It’s hard to say exactly what happens in this movie, but with its focus on sailors and murders, identity, riches and secret tasks with time limits, and the now-familiar (but still exciting) camera moves and framing tricks, bizarre storytelling and wordplay, it fits in well with City of Pirates and Manuel on the Island of Wonders.

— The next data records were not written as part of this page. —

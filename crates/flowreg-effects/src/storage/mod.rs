//! Storage effect handlers

mod filesystem;
mod memory;

pub use filesystem::FilesystemStorageHandler;
pub use memory::MemoryStorageHandler;
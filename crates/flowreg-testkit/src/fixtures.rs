//! Registry record fixtures

use base64::engine::general_purpose::URL_SAFE_NO_PAD;
use base64::Engine as _;
use flowreg_core::{
    resources, Bucket, CurrentUser, Droplet, Link, PermissionSet, Permissions, TenantRef, User,
    UserGroup,
};

/// Bucket with full permissions and a self link.
pub fn bucket(id: &str, name: &str) -> Bucket {
    Bucket {
        identifier: id.to_string(),
        name: name.to_string(),
        created_timestamp: Some(1_540_000_000_000),
        permissions: Some(Permissions::full()),
        link: Some(Link {
            href: format!("buckets/{id}"),
            ..Link::default()
        }),
        ..Bucket::default()
    }
}

/// A flow droplet whose self link is `buckets/{bucket_id}/flows/{id}`.
pub fn droplet(id: &str, name: &str, bucket_id: &str) -> Droplet {
    Droplet {
        identifier: id.to_string(),
        name: name.to_string(),
        bucket_identifier: bucket_id.to_string(),
        droplet_type: "Flow".to_string(),
        version_count: Some(1),
        link: Some(Link {
            href: format!("buckets/{bucket_id}/flows/{id}"),
            ..Link::default()
        }),
        ..Droplet::default()
    }
}

/// Configurable user with no groups.
pub fn user(id: &str, identity: &str) -> User {
    User {
        identifier: id.to_string(),
        identity: identity.to_string(),
        configurable: Some(true),
        ..User::default()
    }
}

/// Group whose members are `members`.
pub fn group(id: &str, identity: &str, members: &[&User]) -> UserGroup {
    UserGroup {
        identifier: id.to_string(),
        identity: identity.to_string(),
        users: members.iter().map(|u| TenantRef::new(&u.identifier, &u.identity)).collect(),
        configurable: Some(true),
        ..UserGroup::default()
    }
}

/// Permission set from `(resource, permissions)` pairs.
pub fn permissions(entries: &[(&str, Permissions)]) -> PermissionSet {
    entries
        .iter()
        .fold(PermissionSet::new(), |set, (resource, p)| set.with(*resource, *p))
}

/// Full access to every top-level resource.
pub fn admin_permissions() -> PermissionSet {
    permissions(&[
        (resources::ANY_TOP_LEVEL_RESOURCE, Permissions::full()),
        (resources::BUCKETS, Permissions::full()),
        (resources::TENANTS, Permissions::full()),
        (resources::POLICIES, Permissions::full()),
        (resources::PROXY, Permissions::full()),
    ])
}

/// Non-anonymous identity with `permissions`.
pub fn current_user(identity: &str, permissions: PermissionSet) -> CurrentUser {
    CurrentUser {
        identity: identity.to_string(),
        anonymous: false,
        resource_permissions: permissions,
    }
}

/// What an unsecured registry reports: buckets are open, tenant and policy
/// management do not exist.
pub fn anonymous() -> CurrentUser {
    CurrentUser {
        identity: "anonymous".to_string(),
        anonymous: true,
        resource_permissions: permissions(&[
            (resources::ANY_TOP_LEVEL_RESOURCE, Permissions::full()),
            (resources::BUCKETS, Permissions::full()),
            (resources::PROXY, Permissions::full()),
        ]),
    }
}

/// JWT-shaped token for `identity` expiring at `exp_secs`.
pub fn session_token(identity: &str, exp_secs: i64) -> String {
    let header = URL_SAFE_NO_PAD.encode(br#"{"alg":"HS256"}"#);
    let payload = serde_json::json!({ "sub": identity, "exp": exp_secs }).to_string();
    format!("{header}.{}.signature", URL_SAFE_NO_PAD.encode(payload))
}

Takes place on a single night (7/25/58, the day Thurston Moore was born) with flashbacks. A student kills his mentor, then meets a sailor on the street who offers the student a job on his ship in exchange for three Danish crowns. They sit in a mirrored lounge lit up like a carnival as the sailor tells his story.
Student and sailor:
In Valparaiso a compulsive liar called The Blindman offers people jobs on a ship that had already left town. The sailor finds the ship anyway and gets hired on, says farewell to his family (cameo by Diogo Doria of Non and Inquietude as his sister’s fiancee). He soon discovers that it’s a ship of the dead, but the movie doesn’t linger on this fact, as you normally would, just shows off certain details, like how his shipmates can suicide into the ocean then show up onboard the next day as if nothing had happened.
A murdered liar:
The sailor has no name – his mates call him The Other. At different ports he meets a prostitute, a French consul who tends to a brilliant underage doctor, a couple of thieves, a stripper, a man in Dakar (Mostefa Djadjam, director of Borders). These become his family, and when he wins big at cards, he buys a bar and sends for them all. Most are fine, but “the kid from Tampico had drowned. The black had died 10 years before we met.”

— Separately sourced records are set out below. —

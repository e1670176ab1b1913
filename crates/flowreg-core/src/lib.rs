//! flowreg Core - Registry Console Foundation
//!
//! This crate provides the foundational domain types and effect interfaces
//! shared by every layer of the registry console. It contains no I/O and no
//! application logic.
//!
//! # Architecture Layers
//!
//! ## Domain Types
//! - Registry records: `Bucket`, `Droplet`, `User`, `UserGroup`
//! - Authorization data: `PermissionSet`, `Permissions`, `CurrentUser`
//!
//! ## Effect Interfaces (Pure Signatures)
//! - `StorageEffects`: key/value persistence (browser storage equivalent)
//! - `PhysicalTimeEffects`: wall-clock time for expirations
//! - `RegistryApi`: the REST facade consumed by the application core
//! - `BearerTokenProvider`: session token lookup for authenticated requests
//!
//! Handlers live in `flowreg-effects` and `flowreg-client`; deterministic
//! test handlers live in `flowreg-testkit`.

#![forbid(unsafe_code)]

// === Core Modules ===

/// Pure effect interfaces (no implementations)
pub mod effects;

/// Unified error handling
pub mod errors;

/// Console configuration loading and validation
pub mod config;

/// Registry domain types
pub mod types;

// === Public API Re-exports ===

pub use config::{ConfigError, ConsoleConfig, DEFAULT_API_PATH};
pub use effects::{
    ApiError, BearerTokenProvider, PhysicalTime, PhysicalTimeEffects, RegistryApi, StorageEffects,
    StorageError, TimeEffects, TimeError,
};
pub use errors::{ConsoleError, Result};
pub use types::{
    resources, Bucket, BucketsPermissionCheck, CurrentUser, Droplet, Link, PermissionSet,
    Permissions, TenantRef, User, UserGroup,
};
//! Storage effect interface
//!
//! # Effect Classification
//!
//! - **Category**: Infrastructure Effect
//! - **Implementation**: `flowreg-effects` (Layer 3)
//! - **Usage**: the local expiring store in `flowreg-app`
//!
//! Keys are literal strings with no namespacing scheme; values are opaque
//! bytes (the expiring store writes UTF-8 JSON).

use async_trait::async_trait;
use serde::{Deserialize, Serialize};
use std::sync::Arc;

/// Error type for storage operations.
#[derive(Debug, Clone, PartialEq, Eq, thiserror::Error, Serialize, Deserialize)]
pub enum StorageError {
    /// Reading failed
    #[error("Read failed: {0}")]
    ReadFailed(String),
    /// Writing failed
    #[error("Write failed: {0}")]
    WriteFailed(String),
    /// Deleting failed
    #[error("Delete failed: {0}")]
    DeleteFailed(String),
    /// Listing keys failed
    #[error("List failed: {0}")]
    ListFailed(String),
}

/// Key/value persistence.
#[async_trait]
pub trait StorageEffects: Send + Sync {
    /// Store `value` under `key`, replacing any previous value.
    async fn store(&self, key: &str, value: Vec<u8>) -> Result<(), StorageError>;

    /// Retrieve the value stored under `key`.
    async fn retrieve(&self, key: &str) -> Result<Option<Vec<u8>>, StorageError>;

    /// Remove `key`. Returns whether a value was present.
    async fn remove(&self, key: &str) -> Result<bool, StorageError>;

    /// List stored keys, optionally restricted to a prefix.
    async fn list_keys(&self, prefix: Option<&str>) -> Result<Vec<String>, StorageError>;

    /// Check whether `key` is present.
    async fn exists(&self, key: &str) -> Result<bool, StorageError> {
        Ok(self.retrieve(key).await?.is_some())
    }
}

#[async_trait]
impl<T> StorageEffects for Arc<T>
where
    T: StorageEffects + ?Sized,
{
    async fn store(&self, key: &str, value: Vec<u8>) -> Result<(), StorageError> {
        (**self).store(key, value).await
    }

    async fn retrieve(&self, key: &str) -> Result<Option<Vec<u8>>, StorageError> {
        (**self).retrieve(key).await
    }

    async fn remove(&self, key: &str) -> Result<bool, StorageError> {
        (**self).remove(key).await
    }

    async fn list_keys(&self, prefix: Option<&str>) -> Result<Vec<String>, StorageError> {
        (**self).list_keys(prefix).await
    }

    async fn exists(&self, key: &str) -> Result<bool, StorageError> {
        (**self).exists(key).await
    }
}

“She appeared in every glass I emptied”
“Those writers have already written your story. They spent their lives writing it,” a boy tells him, with a cutaway to RL Stevenson’s Treasure Island.
The sailor still needs the three crowns to settle a debt, which he gets from the student, who then beats him to death on the pier, apologizing all the way (“please excuse my slightly unusual reaction”). One or both of them ends up on the ship. “You always need a living sailor on a ship full of dead. That was me.”

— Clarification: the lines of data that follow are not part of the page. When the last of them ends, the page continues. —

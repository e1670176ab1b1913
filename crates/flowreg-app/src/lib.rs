//! # flowreg App - Portable Headless Application Core
//!
//! Decision logic of the registry console with no rendering and no direct
//! I/O. Every backend call goes through the `RegistryApi` effect and every
//! persisted value through `StorageEffects`, so the same core drives the
//! terminal frontend and deterministic tests.
//!
//! ## Modules
//!
//! - [`store`]: expiring key/value entries and the session token
//! - [`session`]: the single session behind a shared handle
//! - [`gate`]: navigation guards that resolve the identity when needed
//! - [`routes`]: console URLs and side-panel outlets
//! - [`views`]: table filter/sort/selection and user-facing notices
//! - [`workflows`]: login, explorer, bucket and tenant administration
//! - [`errors`]: error categories for frontends

#![forbid(unsafe_code)]

mod console;

pub mod errors;
pub mod gate;
pub mod routes;
pub mod session;
pub mod store;
pub mod views;
pub mod workflows;

pub use console::ConsoleCore;
pub use errors::{error_notice, ErrorCategory};
pub use gate::{Activation, GateDecision, GateVariant, NavigationAttempt, SessionGate};
pub use routes::{Location, Route, Sidenav};
pub use session::{Identity, Session, SessionContext};
pub use store::{decode_session_token, LocalExpiringStore, DEFAULT_TTL_MS, JWT_KEY};
pub use views::{ColumnDescriptor, Notice, SortOrder, TableState, Tabular, Tenant, ToastLevel};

imdb says” Based on the southern Chilean island of Chiloé’s myth of “Caleuche”, or The Ship of the Dead.
The sailor is Jean-Bernard Guillard of at least three more Ruiz movies. Shot by his Stolen Painting cinematographer Sacha Vierny, who also shot Resnais’s early films and would spend the next decade or so with Greenaway. 25 years later, Ruiz made another ghost-ship story called Litoral – there’s not much about it online.
Coincidentally, H. Ford just wrote an extensive article for Senses of Cinema:
By foregrounding narrative and the spinning of tales throughout, highlighted by the entertaining and wryly humourous voiceover in particular, Ruiz creates a story characterised by a lack of causal logic and that features the confounding of rational explanations, frequent absurdity and repetition.
When it comes to visual language, this film shows Ruiz at his zenith. And this despite – or because of – a very small budget, with the extensive visual effects apparently improvised using “found” materials (such as shooting through drinking and eye glasses) by the director and his magician-like cinematographer, Sacha Vierny… Nearly every shot in Three Crowns of the Sailor is a remarkable and often virtuosic construction that is somehow entirely familiar and right, all of a piece rather than eccentric or weird. The images masterfully utilise both soft or out-of-focus and frequent Citizen Kane-style deep focus shots in which objects in the foreground of the frame are treated with equal clarity as characters conversing much further back. The overall result is an increasingly delirious aesthetic brew that seems like it is the only possible choice for visualising this story and world.
Adding to its aesthetic interest is that no single shot appears to be repeated. As so often when clearly invested in a project, Ruiz makes you realise how visually uninventive most other directors’ work is.